Bu parçanın anlatımında aşağıdakilerden hangilerine başvurulmuştur?
A) Açıklama – öyküleme
B) Tartışma – betimleme
C) Öyküleme – betimleme
D) Açıklama – tartışma
E) Örneklendirme – öyküleme
Çözüm.
Bu parçada olaylar, okuyucunun kafasında resmedilerek canlandırmıştır. Parçada hem öyküleme hem de betimleme var. Cevap C
Soru 4.
Ne zaman seni düşünsem
Bir ceylan su içmeye iner
Çayırları büyürken görürüm
Her akşam seninle
Yeşil bir zeytin tanesi
Bir parça mavi deniz alır beni
Seni düşündükçe
Gül dikiyorum ellerimin değdiği yere
Atlara su veriyorum
Daha bir seviyorum dağları
Bu dizelerle ilgili aşağıdakilerden hangisi söylenemez?

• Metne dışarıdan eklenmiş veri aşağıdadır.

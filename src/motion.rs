//! Motion correction: per-volume rigid transforms into the space of the
//! series' own middle volume.
//!
//! The estimator itself is external. When a calibration image is available
//! it is used as the estimation reference (it is the most consistent target
//! across TIs and background suppression). The resulting volume→calibration
//! matrices are then re-anchored on the middle ASL volume so that volume is
//! never resampled, and the calibration↔ASL transforms are recorded so the
//! calibration family can be brought into the same space.

use ndarray::Array2;
use rayon::prelude::*;

use crate::error::{CorrectionError, EstimatorError, Result};
use crate::geometry::RigidTransform;
use crate::registry::{TransformRegistry, keys};
use crate::volume::Volume;

/// External rigid-body motion estimator.
///
/// Returns one transform per volume of `series`, each mapping that volume
/// into the space of `reference`, or of the series' middle volume when no
/// reference is given.
pub trait MotionEstimator: Sync {
    fn estimate_motion(
        &self,
        series: &Volume,
        reference: Option<&Volume>,
    ) -> std::result::Result<Vec<RigidTransform>, EstimatorError>;
}

/// Registers a single 3D volume onto a reference.
pub trait VolumeRegistration: Sync {
    fn register(
        &self,
        index: usize,
        moving: &Volume,
        reference: &Volume,
    ) -> std::result::Result<RigidTransform, EstimatorError>;
}

/// Runs a [`VolumeRegistration`] over every volume of a series in parallel.
/// Results land in volume order regardless of completion order.
#[derive(Debug, Clone)]
pub struct PerVolumeEstimator<R> {
    registration: R,
}

impl<R: VolumeRegistration> PerVolumeEstimator<R> {
    pub fn new(registration: R) -> Self {
        Self { registration }
    }
}

impl<R: VolumeRegistration> MotionEstimator for PerVolumeEstimator<R> {
    fn estimate_motion(
        &self,
        series: &Volume,
        reference: Option<&Volume>,
    ) -> std::result::Result<Vec<RigidTransform>, EstimatorError> {
        let middle;
        let reference = match reference {
            Some(r) => r,
            None => {
                middle = series
                    .frame_volume(series.middle_index())
                    .map_err(|e| EstimatorError::Failed(e.to_string()))?;
                &middle
            }
        };

        (0..series.n_volumes())
            .into_par_iter()
            .map(|i| {
                let moving = series
                    .frame_volume(i)
                    .map_err(|e| EstimatorError::Failed(e.to_string()))?;
                self.registration.register(i, &moving, reference)
            })
            .collect()
    }
}

/// Transforms already estimated elsewhere, e.g. read from a matrix file.
#[derive(Debug, Clone)]
pub struct PrecomputedMotion {
    transforms: Vec<RigidTransform>,
}

impl PrecomputedMotion {
    pub fn new(transforms: Vec<RigidTransform>) -> Self {
        Self { transforms }
    }
}

impl MotionEstimator for PrecomputedMotion {
    fn estimate_motion(
        &self,
        series: &Volume,
        _reference: Option<&Volume>,
    ) -> std::result::Result<Vec<RigidTransform>, EstimatorError> {
        if self.transforms.len() != series.n_volumes() {
            return Err(EstimatorError::TransformCount {
                expected: series.n_volumes(),
                found: self.transforms.len(),
            });
        }
        Ok(self.transforms.clone())
    }
}

/// Output of the motion stage.
#[derive(Debug, Clone)]
pub struct MotionCorrection {
    transforms: Vec<RigidTransform>,
    asl2calib: Option<RigidTransform>,
    calib2asl: Option<RigidTransform>,
}

impl MotionCorrection {
    /// Estimate and re-anchor motion for `series`.
    ///
    /// With a `calibration` reference, the estimator's volume→calibration
    /// transforms `T_i` become `T_mid⁻¹ ∘ T_i` (volume→middle volume), and
    /// `asl2calib = T_mid`, `calib2asl = T_mid⁻¹` are kept. The middle
    /// transform is set to exactly the identity in every case.
    pub fn estimate(
        series: &Volume,
        calibration: Option<&Volume>,
        estimator: &dyn MotionEstimator,
    ) -> Result<Self> {
        let n = series.n_volumes();
        if n == 0 {
            return Err(CorrectionError::MotionEstimation {
                volume: None,
                reason: format!("{} has no volumes", series.name()),
            });
        }
        let mid = series.middle_index();

        let reference = calibration.map(Self::reference_frame).transpose()?;
        match &reference {
            Some(r) => tracing::info!(
                reference = r.name(),
                "motion correction using calibration image as reference"
            ),
            None => tracing::info!(
                middle = mid,
                "motion correction using ASL middle volume as reference"
            ),
        }

        let mut transforms = estimator
            .estimate_motion(series, reference.as_ref())
            .map_err(CorrectionError::motion)?;
        if transforms.len() != n {
            return Err(CorrectionError::motion(EstimatorError::TransformCount {
                expected: n,
                found: transforms.len(),
            }));
        }

        let to_middle = transforms[mid].inverse().map_err(|_| CorrectionError::MotionEstimation {
            volume: Some(mid),
            reason: "middle volume transform is singular".into(),
        })?;
        let (asl2calib, calib2asl) = match reference {
            Some(_) => {
                tracing::debug!(
                    matrix = %transforms[mid].matrix(),
                    "ASL middle volume -> calibration"
                );
                tracing::debug!(matrix = %to_middle.matrix(), "calibration -> ASL middle volume");
                (Some(transforms[mid]), Some(to_middle))
            }
            None => {
                if !transforms[mid].approx_identity(1e-6) {
                    tracing::warn!(
                        deviation = transforms[mid].max_abs_deviation(&RigidTransform::identity()),
                        "middle volume transform is not identity, re-anchoring"
                    );
                }
                (None, None)
            }
        };

        for t in transforms.iter_mut() {
            *t = RigidTransform::compose(t, &to_middle);
        }
        transforms[mid] = RigidTransform::identity();

        for (volume, t) in transforms.iter().enumerate() {
            tracing::debug!(volume, matrix = %t.matrix(), "motion transform");
        }

        Ok(Self {
            transforms,
            asl2calib,
            calib2asl,
        })
    }

    /// Estimate from the registry's original ASL data (and calibration image
    /// when present) and register the results.
    pub fn run(registry: &mut TransformRegistry, estimator: &dyn MotionEstimator) -> Result<Self> {
        let asldata = registry.require_volume(keys::ASLDATA_ORIG)?;
        let calib = registry.volume(keys::CALIB_ORIG)?;
        let motion = Self::estimate(&asldata, calib.as_deref(), estimator)?;
        motion.register(registry)?;
        Ok(motion)
    }

    pub fn register(&self, registry: &mut TransformRegistry) -> Result<()> {
        registry.insert_rigid_series(keys::ASLDATA_MC_MATS, self.transforms.clone())?;
        if let Some(t) = self.asl2calib {
            registry.insert_rigid(keys::ASL2CALIB, t)?;
        }
        if let Some(t) = self.calib2asl {
            registry.insert_rigid(keys::CALIB2ASL, t)?;
        }
        Ok(())
    }

    fn reference_frame(calibration: &Volume) -> Result<Volume> {
        if calibration.n_volumes() == 1 {
            Ok(calibration.clone())
        } else {
            calibration.mean_frame()
        }
    }

    pub fn transforms(&self) -> &[RigidTransform] {
        &self.transforms
    }

    pub fn asl2calib(&self) -> Option<&RigidTransform> {
        self.asl2calib.as_ref()
    }

    pub fn calib2asl(&self) -> Option<&RigidTransform> {
        self.calib2asl.as_ref()
    }

    /// All transforms stacked into a `(4 * n, 4)` matrix, one 4×4 block per
    /// volume in volume order.
    pub fn stacked_matrices(&self) -> Array2<f64> {
        stack_matrices(&self.transforms)
    }
}

pub fn stack_matrices(transforms: &[RigidTransform]) -> Array2<f64> {
    let mut stacked = Array2::zeros((4 * transforms.len(), 4));
    for (block, t) in transforms.iter().enumerate() {
        for (r, row) in t.rows().iter().enumerate() {
            for (c, &v) in row.iter().enumerate() {
                stacked[[4 * block + r, c]] = v;
            }
        }
    }
    stacked
}

pub fn unstack_matrices(stacked: &Array2<f64>) -> Result<Vec<RigidTransform>> {
    let (rows, cols) = stacked.dim();
    if cols != 4 || rows % 4 != 0 {
        return Err(CorrectionError::InvalidInput(format!(
            "motion matrices must be (4n, 4), got ({rows}, {cols})"
        )));
    }
    Ok((0..rows / 4)
        .map(|block| {
            let mut m = [[0.0; 4]; 4];
            for (r, row) in m.iter_mut().enumerate() {
                for (c, v) in row.iter_mut().enumerate() {
                    *v = stacked[[4 * block + r, c]];
                }
            }
            RigidTransform::from_rows(m)
        })
        .collect())
}
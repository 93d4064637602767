//! Applying a [`CombinedTransform`] to image data in one interpolation pass.

use nalgebra::{Matrix4, Vector3};
use ndarray::parallel::prelude::*;
use ndarray::{Array4, ArrayView3, ArrayViewMut3, Axis, Zip};

use crate::compose::CombinedTransform;
use crate::enums::InterpolationKernel;
use crate::error::{CorrectionError, Result};
use crate::geometry::grid::apply;
use crate::geometry::ReferenceGrid;
use crate::interpolator::Interpolator;
use crate::volume::Volume;

#[derive(Debug, Clone, Copy, Default)]
pub struct Resampler {
    kernel: InterpolationKernel,
}

impl Resampler {
    pub fn new(kernel: InterpolationKernel) -> Self {
        Self { kernel }
    }

    pub fn kernel(&self) -> InterpolationKernel {
        self.kernel
    }

    /// Resample every timepoint of `image` with the same transform.
    pub fn resample(
        &self,
        image: &Volume,
        transform: &CombinedTransform,
        reference: &ReferenceGrid,
    ) -> Result<Volume> {
        let transforms = vec![transform.clone(); image.n_volumes()];
        self.resample_series(image, &transforms, reference)
    }

    /// Resample timepoint `t` of `image` with `transforms[t]`. Volumes are
    /// processed in parallel, each writing its own slot of the output.
    pub fn resample_series(
        &self,
        image: &Volume,
        transforms: &[CombinedTransform],
        reference: &ReferenceGrid,
    ) -> Result<Volume> {
        if reference.is_empty() {
            return Err(CorrectionError::EmptyReferenceGrid);
        }
        if transforms.len() != image.n_volumes() {
            return Err(CorrectionError::TransformCountMismatch {
                expected: image.n_volumes(),
                found: transforms.len(),
            });
        }
        for transform in transforms {
            Self::validate(transform, reference)?;
        }

        let [nx, ny, nz] = reference.shape();
        let mut output = Array4::<f32>::zeros((nx, ny, nz, image.n_volumes()));
        output
            .axis_iter_mut(Axis(3))
            .into_par_iter()
            .zip(transforms.par_iter())
            .enumerate()
            .for_each(|(t, (out, transform))| {
                self.resample_frame(image.frame(t), image.grid(), transform, reference, out);
            });

        image.derived_on_grid(reference.clone(), output)
    }

    fn validate(transform: &CombinedTransform, reference: &ReferenceGrid) -> Result<()> {
        if let Some(warp) = transform.warp() {
            reference.ensure_same(warp.grid(), "combined warp")?;
        }
        if let Some(jacobian) = transform.jacobian() {
            reference.ensure_same(jacobian.grid(), "jacobian")?;
        }
        Ok(())
    }

    fn resample_frame(
        &self,
        source: ArrayView3<f32>,
        source_grid: &ReferenceGrid,
        transform: &CombinedTransform,
        reference: &ReferenceGrid,
        mut out: ArrayViewMut3<f32>,
    ) {
        if transform.is_identity() && source_grid.same_geometry(reference) {
            out.assign(&source);
            return;
        }

        // world(reference) -> premat⁻¹ -> world(source) -> voxel(source)
        let to_source_voxel: Matrix4<f64> =
            source_grid.inverse_affine() * transform.premat_inverse();
        let kernel = self.kernel;

        match transform.warp() {
            None => {
                let voxel_map = to_source_voxel * reference.affine();
                Zip::indexed(&mut out).par_for_each(|(i, j, k), value| {
                    let s = apply(&voxel_map, &Vector3::new(i as f64, j as f64, k as f64));
                    *value = Interpolator::sample(&source, [s.x, s.y, s.z], kernel);
                });
            }
            Some(warp) => {
                Zip::indexed(&mut out).par_for_each(|(i, j, k), value| {
                    let x = reference.voxel_to_world(&Vector3::new(i as f64, j as f64, k as f64));
                    let y = x + warp.displacement_at_voxel(i, j, k);
                    let s = apply(&to_source_voxel, &y);
                    *value = Interpolator::sample(&source, [s.x, s.y, s.z], kernel);
                });
            }
        }

        if let Some(jacobian) = transform.jacobian() {
            Zip::from(&mut out)
                .and(jacobian.values())
                .par_for_each(|value, &j| *value *= j);
        }
    }
}
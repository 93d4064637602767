//! Distortion correction: at most one susceptibility warp per run, from
//! either a fieldmap or a phase-encode-reversed calibration pair.
//!
//! Both estimators are external. This module checks their inputs, calls
//! them through narrow traits and records where the resulting warp lives so
//! the orchestrator can place it correctly in the correction list.

use std::fmt;
use std::sync::Arc;

use serde::{Deserialize, Serialize};

use crate::compose::{CorrectionElement, TransformComposer};
use crate::enums::{DistortionSource, PhaseEncodeDirection, WarpSpace};
use crate::error::{CorrectionError, EstimatorError, Result, Warning};
use crate::geometry::{RigidTransform, WarpField};
use crate::motion::VolumeRegistration;
use crate::registry::{TransformRegistry, keys};
use crate::volume::Volume;

#[derive(Debug, Clone, Default, PartialEq, Serialize, Deserialize)]
#[serde(default)]
pub struct DistortionOptions {
    /// Effective EPI echo spacing (dwell time) in seconds.
    pub echo_spacing: Option<f64>,
    pub pe_dir: Option<PhaseEncodeDirection>,
    /// The fieldmap is already in structural space.
    pub nofmapreg: bool,
}

/// Acquisition parameters for a phase-encode-reversed pair: the unit
/// phase-encode vector scaled by echo spacing, then its negation.
#[derive(Debug, Clone, Copy, PartialEq)]
pub struct TopupParams {
    direction: PhaseEncodeDirection,
    echo_spacing: f64,
}

impl TopupParams {
    pub fn new(direction: PhaseEncodeDirection, echo_spacing: f64) -> Result<Self> {
        if !echo_spacing.is_finite() || echo_spacing <= 0.0 {
            return Err(CorrectionError::InvalidInput(format!(
                "echo spacing must be positive, got {echo_spacing}"
            )));
        }
        Ok(Self {
            direction,
            echo_spacing,
        })
    }

    pub fn direction(&self) -> PhaseEncodeDirection {
        self.direction
    }

    pub fn echo_spacing(&self) -> f64 {
        self.echo_spacing
    }

    /// `[x, y, z, echo_spacing]` for the calibration image and its reversed
    /// partner.
    pub fn rows(&self) -> [[f64; 4]; 2] {
        let [x, y, z] = self.direction.unit_vector().map(f64::from);
        [
            [x, y, z, self.echo_spacing],
            [-x, -y, -z, self.echo_spacing],
        ]
    }
}

impl fmt::Display for TopupParams {
    fn fmt(&self, f: &mut fmt::Formatter<'_>) -> fmt::Result {
        for [x, y, z, es] in self.rows() {
            // negating 0 gives -0, which should print as 0
            writeln!(f, "{} {} {} {es:.6}", x + 0.0, y + 0.0, z + 0.0)?;
        }
        Ok(())
    }
}

/// Fieldmap in rad/s with its magnitude images.
#[derive(Debug, Clone)]
pub struct FieldmapImages {
    pub fmap: Arc<Volume>,
    pub fmapmag: Arc<Volume>,
    pub fmapmagbrain: Arc<Volume>,
}

impl FieldmapImages {
    /// All three images from the registry, or `None` when no fieldmap was
    /// given. A partial triplet is an error.
    pub fn from_registry(registry: &TransformRegistry) -> Result<Option<Self>> {
        let fmap = registry.volume(keys::FMAP)?;
        let fmapmag = registry.volume(keys::FMAPMAG)?;
        let fmapmagbrain = registry.volume(keys::FMAPMAGBRAIN)?;
        match (fmap, fmapmag, fmapmagbrain) {
            (None, None, None) => Ok(None),
            (Some(fmap), Some(fmapmag), Some(fmapmagbrain)) => Ok(Some(Self {
                fmap,
                fmapmag,
                fmapmagbrain,
            })),
            (fmap, fmapmag, _) => {
                let missing = if fmap.is_none() {
                    keys::FMAP
                } else if fmapmag.is_none() {
                    keys::FMAPMAG
                } else {
                    keys::FMAPMAGBRAIN
                };
                Err(CorrectionError::MissingInput(missing.to_string()))
            }
        }
    }
}

/// Fieldmap information handed to the nonlinear registration.
#[derive(Debug, Clone)]
pub struct FieldmapPrior<'a> {
    pub images: &'a FieldmapImages,
    /// Fieldmap → structural, `None` when the fieldmap is already there.
    pub fmap2struct: Option<RigidTransform>,
    pub echo_spacing: f64,
    pub pe_dir: PhaseEncodeDirection,
}

#[derive(Debug, Clone)]
pub struct RegistrationRequest<'a> {
    pub moving: &'a Volume,
    pub fixed: &'a Volume,
    pub init: Option<RigidTransform>,
    pub mask: Option<&'a Volume>,
    pub fieldmap: Option<FieldmapPrior<'a>>,
}

#[derive(Debug, Clone)]
pub struct RegistrationOutcome {
    /// Pull-back warp on the fixed image's grid.
    pub warp: WarpField,
    /// Refined moving → fixed matrix.
    pub forward: RigidTransform,
}

/// External nonlinear registration service.
pub trait NonlinearRegistration: Sync {
    fn register(
        &self,
        request: &RegistrationRequest<'_>,
    ) -> std::result::Result<RegistrationOutcome, EstimatorError>;
}

/// External phase-encode-reversed (topup-style) distortion estimator.
pub trait PhaseReversedEstimator: Sync {
    /// Warp on the grid of `image`, correcting `image`'s distortion.
    fn estimate(
        &self,
        image: &Volume,
        reversed: &Volume,
        params: &TopupParams,
    ) -> std::result::Result<WarpField, EstimatorError>;
}

/// A warp estimated ahead of time, e.g. loaded from disk.
#[derive(Debug, Clone)]
pub struct PrecomputedWarp {
    warp: Arc<WarpField>,
}

impl PrecomputedWarp {
    pub fn new(warp: impl Into<Arc<WarpField>>) -> Self {
        Self { warp: warp.into() }
    }
}

impl NonlinearRegistration for PrecomputedWarp {
    fn register(
        &self,
        request: &RegistrationRequest<'_>,
    ) -> std::result::Result<RegistrationOutcome, EstimatorError> {
        Ok(RegistrationOutcome {
            warp: self.warp.as_ref().clone(),
            forward: request.init.unwrap_or_default(),
        })
    }
}

impl PhaseReversedEstimator for PrecomputedWarp {
    fn estimate(
        &self,
        _image: &Volume,
        _reversed: &Volume,
        _params: &TopupParams,
    ) -> std::result::Result<WarpField, EstimatorError> {
        Ok(self.warp.as_ref().clone())
    }
}

/// Estimators available to the distortion stage. Absent ones make the
/// corresponding path unavailable.
#[derive(Clone, Copy, Default)]
pub struct DistortionEstimators<'a> {
    pub registration: Option<&'a dyn NonlinearRegistration>,
    pub fieldmap_registration: Option<&'a dyn VolumeRegistration>,
    pub phase_reversed: Option<&'a dyn PhaseReversedEstimator>,
}

/// The single distortion warp for a run and where it lives.
#[derive(Debug, Clone)]
pub struct DistortionWarp {
    pub warp: Arc<WarpField>,
    pub source: DistortionSource,
    pub space: WarpSpace,
}

impl DistortionWarp {
    pub fn element(&self) -> CorrectionElement {
        CorrectionElement::Warp(Arc::clone(&self.warp))
    }
}

#[derive(Debug, Clone)]
pub enum DistortionOutcome {
    Applied(DistortionWarp),
    Skipped(Warning),
    NotRequested,
}

impl DistortionOutcome {
    pub fn warp(&self) -> Option<&DistortionWarp> {
        match self {
            DistortionOutcome::Applied(w) => Some(w),
            _ => None,
        }
    }
}

pub struct DistortionCorrection;

impl DistortionCorrection {
    /// Pick the distortion path from the registry inputs and run it.
    ///
    /// A fieldmap together with a reversed-phase calibration image is a
    /// configuration error.
    pub fn run(
        registry: &mut TransformRegistry,
        options: &DistortionOptions,
        estimators: DistortionEstimators<'_>,
    ) -> Result<DistortionOutcome> {
        let fieldmap = FieldmapImages::from_registry(registry)?;
        let cblip = registry.contains(keys::CBLIP_ORIG);

        match (fieldmap, cblip) {
            (Some(_), true) => Err(CorrectionError::MutuallyExclusive(
                keys::FMAP,
                keys::CBLIP_ORIG,
            )),
            (Some(images), false) => {
                let registration = estimators.registration.ok_or_else(|| {
                    CorrectionError::MissingInput("nonlinear registration estimator".into())
                })?;
                Self::fieldmap(
                    registry,
                    options,
                    &images,
                    registration,
                    estimators.fieldmap_registration,
                )
                .map(DistortionOutcome::Applied)
            }
            (None, true) => match estimators.phase_reversed {
                Some(estimator) => Self::phase_reversed(registry, options, estimator),
                None => {
                    let warning = Warning::PhaseReversedSkipped {
                        reason: "no phase-reversed estimator available".into(),
                    };
                    registry.warn(warning.clone());
                    Ok(DistortionOutcome::Skipped(warning))
                }
            },
            (None, false) => {
                tracing::debug!("no distortion correction requested");
                Ok(DistortionOutcome::NotRequested)
            }
        }
    }

    /// Fieldmap-based warp, mapped into analysis (ASL) space.
    ///
    /// The ASL base image is registered to the structural image with the
    /// fieldmap as a prior, initialised from `asl2struct`. The resulting
    /// structural-grid warp is followed by `struct2asl` and resolved on the
    /// ASL grid.
    pub fn fieldmap(
        registry: &mut TransformRegistry,
        options: &DistortionOptions,
        images: &FieldmapImages,
        registration: &dyn NonlinearRegistration,
        fieldmap_registration: Option<&dyn VolumeRegistration>,
    ) -> Result<DistortionWarp> {
        tracing::info!("distortion correction using fieldmap");
        let echo_spacing = options
            .echo_spacing
            .ok_or_else(|| CorrectionError::MissingInput("echo_spacing".into()))?;
        let pe_dir = options
            .pe_dir
            .ok_or_else(|| CorrectionError::MissingInput("pe_dir".into()))?;
        let structural = registry.require_volume(keys::STRUCTURAL)?;
        let asl2struct = registry.require_rigid(keys::ASL2STRUCT)?;
        let asldata = registry.require_volume(keys::ASLDATA_ORIG)?;
        let mask = registry.volume(keys::MASK)?;

        let fmap2struct = match (options.nofmapreg, fieldmap_registration) {
            (true, _) => {
                tracing::info!("fieldmap assumed to be in structural space");
                None
            }
            (false, Some(reg)) => {
                let t = reg
                    .register(0, &images.fmapmagbrain, &structural)
                    .map_err(|source| CorrectionError::Estimator {
                        stage: "fieldmap to structural registration",
                        source,
                    })?;
                tracing::debug!(matrix = %t.matrix(), "fieldmap -> structural");
                registry.insert_rigid(keys::FMAP2STRUCT, t)?;
                Some(t)
            }
            (false, None) => {
                tracing::info!("no fieldmap registration available, using fieldmap as given");
                None
            }
        };

        let base = asldata.mean_frame()?;
        let request = RegistrationRequest {
            moving: &base,
            fixed: &structural,
            init: Some(asl2struct),
            mask: mask.as_deref(),
            fieldmap: Some(FieldmapPrior {
                images,
                fmap2struct,
                echo_spacing,
                pe_dir,
            }),
        };
        let outcome = registration
            .register(&request)
            .map_err(|source| CorrectionError::Estimator {
                stage: "fieldmap distortion registration",
                source,
            })?;

        let struct2asl = outcome.forward.inverse()?;
        let composer = TransformComposer::new(asldata.grid().clone())?;
        let in_asl_space = composer.compose(&[
            CorrectionElement::Warp(Arc::new(outcome.warp)),
            CorrectionElement::Rigid(struct2asl),
        ])?;
        let warp = in_asl_space
            .warp()
            .cloned()
            .ok_or_else(|| {
                CorrectionError::InvalidInput("fieldmap registration produced no warp".into())
            })?;

        registry.insert_warp(keys::FMAP_WARP, Arc::clone(&warp))?;
        Ok(DistortionWarp {
            warp,
            source: DistortionSource::Fieldmap,
            space: WarpSpace::Analysis,
        })
    }

    /// Phase-encode-reversed warp in calibration space. Missing parameters
    /// or a missing calibration partner skip the correction with a warning.
    pub fn phase_reversed(
        registry: &mut TransformRegistry,
        options: &DistortionOptions,
        estimator: &dyn PhaseReversedEstimator,
    ) -> Result<DistortionOutcome> {
        tracing::info!("distortion correction using phase-encode-reversed calibration image");
        let calib = registry.volume(keys::CALIB_ORIG)?;
        let cblip = registry.volume(keys::CBLIP_ORIG)?;

        let missing = [
            (options.echo_spacing.is_none(), "echo spacing not given"),
            (options.pe_dir.is_none(), "phase encode direction not given"),
            (calib.is_none(), "no calibration image to pair with the reversed image"),
            (cblip.is_none(), "no phase-encode-reversed calibration image"),
        ]
        .into_iter()
        .find_map(|(absent, reason)| absent.then_some(reason));

        let (Some(echo_spacing), Some(pe_dir), Some(calib), Some(cblip)) =
            (options.echo_spacing, options.pe_dir, calib, cblip)
        else {
            let warning = Warning::PhaseReversedSkipped {
                reason: missing.unwrap_or("incomplete inputs").to_string(),
            };
            registry.warn(warning.clone());
            return Ok(DistortionOutcome::Skipped(warning));
        };

        let params = TopupParams::new(pe_dir, echo_spacing)?;
        tracing::debug!(params = %params, "phase-reversed acquisition parameters");
        let warp = estimator
            .estimate(&calib, &cblip, &params)
            .map_err(|source| CorrectionError::Estimator {
                stage: "phase-reversed distortion estimation",
                source,
            })?;
        calib.grid().ensure_same(warp.grid(), "phase-reversed warp")?;

        let warp = Arc::new(warp);
        registry.insert_warp(keys::CBLIP_WARP, Arc::clone(&warp))?;
        Ok(DistortionOutcome::Applied(DistortionWarp {
            warp,
            source: DistortionSource::PhaseReversed,
            space: WarpSpace::Calibration,
        }))
    }
}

A) Lirik anlatımla yazılmıştır.
B) Devrik cümlelere yer verilmiştir.
C) Kişi zamirleri kullanılmıştır.
D) Dilin heyecana bağlı işlevi ağır basmaktadır.
E) Amaç okuyucuyu olay içinde yaşatmaktır.
Çözüm.
Şair kendi duygularını anlattığı için lirik anlatım söz konusudur. Dizelerde “Gül dikiyorum, ellerinin değdiği yere.”, “Daha bir seviyorum dağları.” cümleleri devriktir. Dizelerde “sen” ve “ben” kişi zamirlerine yer verilmiştir. Şairin duygu ve heyecanlarının ifadesi olan bu dizelerde dil, heyecana bağlı işlevde kullanılmıştır. Dizelerde bir öyküleme yoktur. Olay olmadığı için de okuyucuyu olay içinde yaşatmaktan söz edilemez.
Cevap (E) seçeneğidir.
Soru 5.
Kafa, göz, gövde, bacak, kol, çene, parmak, el, ayak,
Boşanır sırtlara vadilere, sağnak sağnak.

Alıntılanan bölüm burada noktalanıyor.